**WHAT IS BEING ASKED**
Only the number is needed: how many lines in the entries below contain the string "KeyCompletion"?

★ ★ ★ ★

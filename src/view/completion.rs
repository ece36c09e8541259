//! Key completion entries.

use serde::Serialize;

use crate::loader::LocaleSnapshot;

/// One completion entry for a translation key.
#[derive(Debug, Clone, PartialEq, Eq, Serialize)]
#[serde(rename_all = "camelCase")]
pub struct KeyCompletion {
    /// Value of the key in the requested locale, empty when missing.
    pub label: String,
    pub key: String,
    /// Snippet offering the common translate call styles.
    pub insert_text: String,
    /// Markdown with the key and its source-language value.
    pub documentation: String,
}

/// One entry per known key, in key order.
#[must_use]
pub fn key_completions(snapshot: &LocaleSnapshot, locale: &str) -> Vec<KeyCompletion> {
    let source_language = snapshot.source_language();
    snapshot
        .keys()
        .iter()
        .map(|key| {
            let label = snapshot.get_value_by_key(key, locale, 0).unwrap_or_default();
            let source_value = snapshot.get_value_by_key(key, source_language, 0).unwrap_or_default();
            KeyCompletion {
                label: label.to_string(),
                key: key.clone(),
                insert_text: format!("${{1|this.$t,$t,i18n.t|}}('{key}')"),
                documentation: format!("*i18n Key* \n\n{key}\n\n{source_value}"),
            }
        })
        .collect()
}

★ ★ ★ ★

**RESULT OF THE EXERCISE**
3